The orgin for rendering the XML to HTML can be found in the XSL https://github.com/Aurora-Network-Global/sdg-queries/blob/master/queries.xsl

I tried to fix that by adding a non-breaking space after the OR statement in the XSL template. https://github.com/Aurora-Network-Global/sdg-queries/commit/f160f071607a27e17c6614153b2530a638803be9#diff-34b02004b91728a359a521c831ffef74d95aebdd3b9c03788288b8e9aaa4bcb6

However, then I tried this, the rendering of the HTML breaks completely. (I could not test it on my laptop. Somehow a modern version of a web browser does not render xml to html when opened on localhost but only when accessed via https.) So I changed it back.

If you have a -tested- solution for the forced space after the OR statement in the XSL. please help me out.

Warm regards, Maurice

erikkemperman commented 3 years ago

Hi Maurice,

Thanks for taking a look at the issue -- I am not sure how to remedy it I'm afraid, and have changed my approach since I reported this. I am now just parsing the raw XML files and compositing the scopus queries in a Python script. This suits me better anyway, since my goal is to transform the queries to work on Postgres.

Regards, Erik

mosart commented 3 years ago

Nice! that is why we put it in xml, for automation, and human readability. If you want you can let me know more about your project, and perhaps also share the transamination script. ( like IDfuse did for Elastic search DSL. You are working at Erasmus University right?

erikkemperman commented 3 years ago

Yes, I am an RSEC at Erasmus!

Agreed that XML is a nice format for this kind of thing -- although to facilitate translation of the queries to other languages, it might be worthwhile to consider making things a bit finer-grained, and perhaps slightly less Scopus-centric (although I understand those are the origins).

Just as an example,

<aqd:query-line field="TITLE-ABS-KEY">
  ("poverty line*") OR ("poverty indicator*")
</aqd:query-line>

To write a script to translate this to other query languages, I need to parse first the XML and then the Scopus query (for which, to my knowledge, no explicit grammar is publicly available so I've had to cobble something together myself using Antlr).

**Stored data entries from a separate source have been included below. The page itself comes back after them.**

use thiserror::Error;

use crate::capture::session::{SessionPhase, Stage};

/// Errors raised while capturing, assembling or saving a page archive.
///
/// The `Display` text of the terminal kinds is what the surface shows, so it
/// is phrased for users.
#[derive(Debug, Error)]
pub enum CaptureError {
    /// The capture agent could not be started in the target context.
    #[error("Failed to inject capture script: {0}")]
    Injection(String),

    /// A single resource could not be fetched. Always recovered locally.
    #[error("Failed to fetch {url}: {reason}")]
    Fetch { url: String, reason: String },

    /// Building the archive failed.
    #[error("Failed to create ZIP package: {0}")]
    Assembly(String),

    /// Download requested for a session that is not current or not finished.
    #[error("Capture data not available. Please try again.")]
    StaleRequest,

    /// The agent aborted its pipeline.
    #[error("Error during capture: {0}")]
    Agent(String),

    /// A stage was delivered twice or ahead of its turn.
    #[error("{stage} delivered out of order (session is {phase})")]
    OutOfOrder { stage: Stage, phase: SessionPhase },

    /// Writing the archive to its destination failed.
    #[error("Failed to save archive: {0}")]
    Save(String),

    #[error("IO error: {0}")]
    Io(#[from] std::io::Error),
}

impl CaptureError {
    /// Whether this error ends the session.
    pub fn is_terminal(&self) -> bool {
        matches!(
            self,
            CaptureError::Injection(_) | CaptureError::Assembly(_) | CaptureError::Agent(_)
        )
    }
}

impl From<zip::result::ZipError> for CaptureError {
    fn from(err: zip::result::ZipError) -> Self {
        CaptureError::Assembly(err.to_string())
    }
}

impl From<serde_json::Error> for CaptureError {
    fn from(err: serde_json::Error) -> Self {
        CaptureError::Assembly(err.to_string())
    }
}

Suppose, instead, the XML looked something like this:

<aqd:query-line field="TITLE-ABS-KEY">
  <aqg:query-or>
    <aqd:query-parens>
      "poverty line*"
    </aqd:query-parens>
    <aqd:query-parens>
      "poverty indicator*"
    </aqd:query-parens>
  </aqg:query-or>
</aqd:query-line>

That way the tree structure of the query is reflected explicitly in XML, and it would be much easier to transform to other query languages. Of course the XSLT to render the Scopus queries would become a bit more complicated. Now that I have a Antlr grammar that appears to correctly parse the Scopus trees, I suppose it would be pretty easy to use that to automatically transform the former to the latter XML, so that wouldn't have to be done manually.

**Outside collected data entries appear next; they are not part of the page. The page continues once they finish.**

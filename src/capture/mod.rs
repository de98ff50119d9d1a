//! Shared capture vocabulary: session state, captured files, protocol
//! messages and errors. Used by the agent, the coordinator and the surface.

pub mod error;
pub mod files;
pub mod messages;
pub mod session;

pub use error::CaptureError;
pub use files::{archive_filename, filename_from_url, sanitize_title, CapturedFile};
pub use messages::{
    AgentCommand, AgentEnvelope, AgentMessage, CaptureSummary, CoordinatorEvent, SurfaceCommand,
};
pub use session::{
    CaptureState, Delivery, ResourceCounts, Session, SessionId, SessionPhase, Stage,
    TargetContextId,
};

As an aside, I'm beginning to regret the choice (not mine) for Postgres. The argument at the time was that it supports something like Scopus' W/N proximity operator. But playing around with this, and reading up on Postgres' <N> operator, it's actually subtly different.

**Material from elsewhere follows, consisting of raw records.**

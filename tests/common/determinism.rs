//! Deterministic test environment setup
//!
//! Pins the time source so session ids, synthesized filenames and manifest
//! dates are reproducible.

use std::sync::Arc;

use pagepack::agent::AgentLauncher;
use pagepack::capture::CoordinatorEvent;
use pagepack::coordinator::{Coordinator, MemorySink};
use pagepack::util::{Clock, FixedClock};
use tokio::sync::mpsc;

/// 2024-05-01T12:00:00Z
pub const FIXED_MILLIS: i64 = 1_714_564_800_000;

pub fn fixed_clock() -> Arc<dyn Clock> {
    Arc::new(FixedClock::from_millis(FIXED_MILLIS))
}

/// A coordinator over `launcher` that saves into memory.
pub fn memory_coordinator(
    launcher: Arc<dyn AgentLauncher>,
) -> (
    Coordinator,
    mpsc::UnboundedReceiver<CoordinatorEvent>,
    MemorySink,
) {
    let sink = MemorySink::new();
    let (coordinator, events) = Coordinator::new(launcher, Arc::new(sink.clone()), fixed_clock());
    (coordinator, events, sink)
}

/// Everything queued on `events` right now.
pub fn drain(events: &mut mpsc::UnboundedReceiver<CoordinatorEvent>) -> Vec<CoordinatorEvent> {
    let mut out = Vec::new();
    while let Ok(event) = events.try_recv() {
        out.push(event);
    }
    out
}

/// Progress percentages in the order they were reported.
pub fn percents(events: &[CoordinatorEvent]) -> Vec<u8> {
    events
        .iter()
        .filter_map(|e| match e {
            CoordinatorEvent::Progress { percent, .. } => Some(*percent),
            _ => None,
        })
        .collect()
}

For one thing, the Scopus proximity operator is not directional, i.e. A W/3 B matches the same documents as B W/3 A. This is not true in Postgres, so to get an equivalent query I have to emit extra clauses, e.g. (A <3> B) || (B <3> A). (*)

Another complication is that Scopus' <W/3> means "within 3 or fewer words/lexemes" but the Postgres operator is exact. So actually, the equivalent of A W/3 B would be something like (A <1> B) || (B <1> A) || (A <2> B) || (B <2> A) || (A <3> B) || (B <3> A).

Of course, these problems compound very quickly if multiple proximity operators occur in a single query: if I am given A W/3 B W/3 C I will have to emit clauses for each permutation of A, B, and C (6 of them) as well as the cartesian product of the two ranges 1, 2, 3 (9 of them) for a total of 54 (!) clauses. And this is a trivial example, you can imagine I am ending up with some gigantic queries for the real thing!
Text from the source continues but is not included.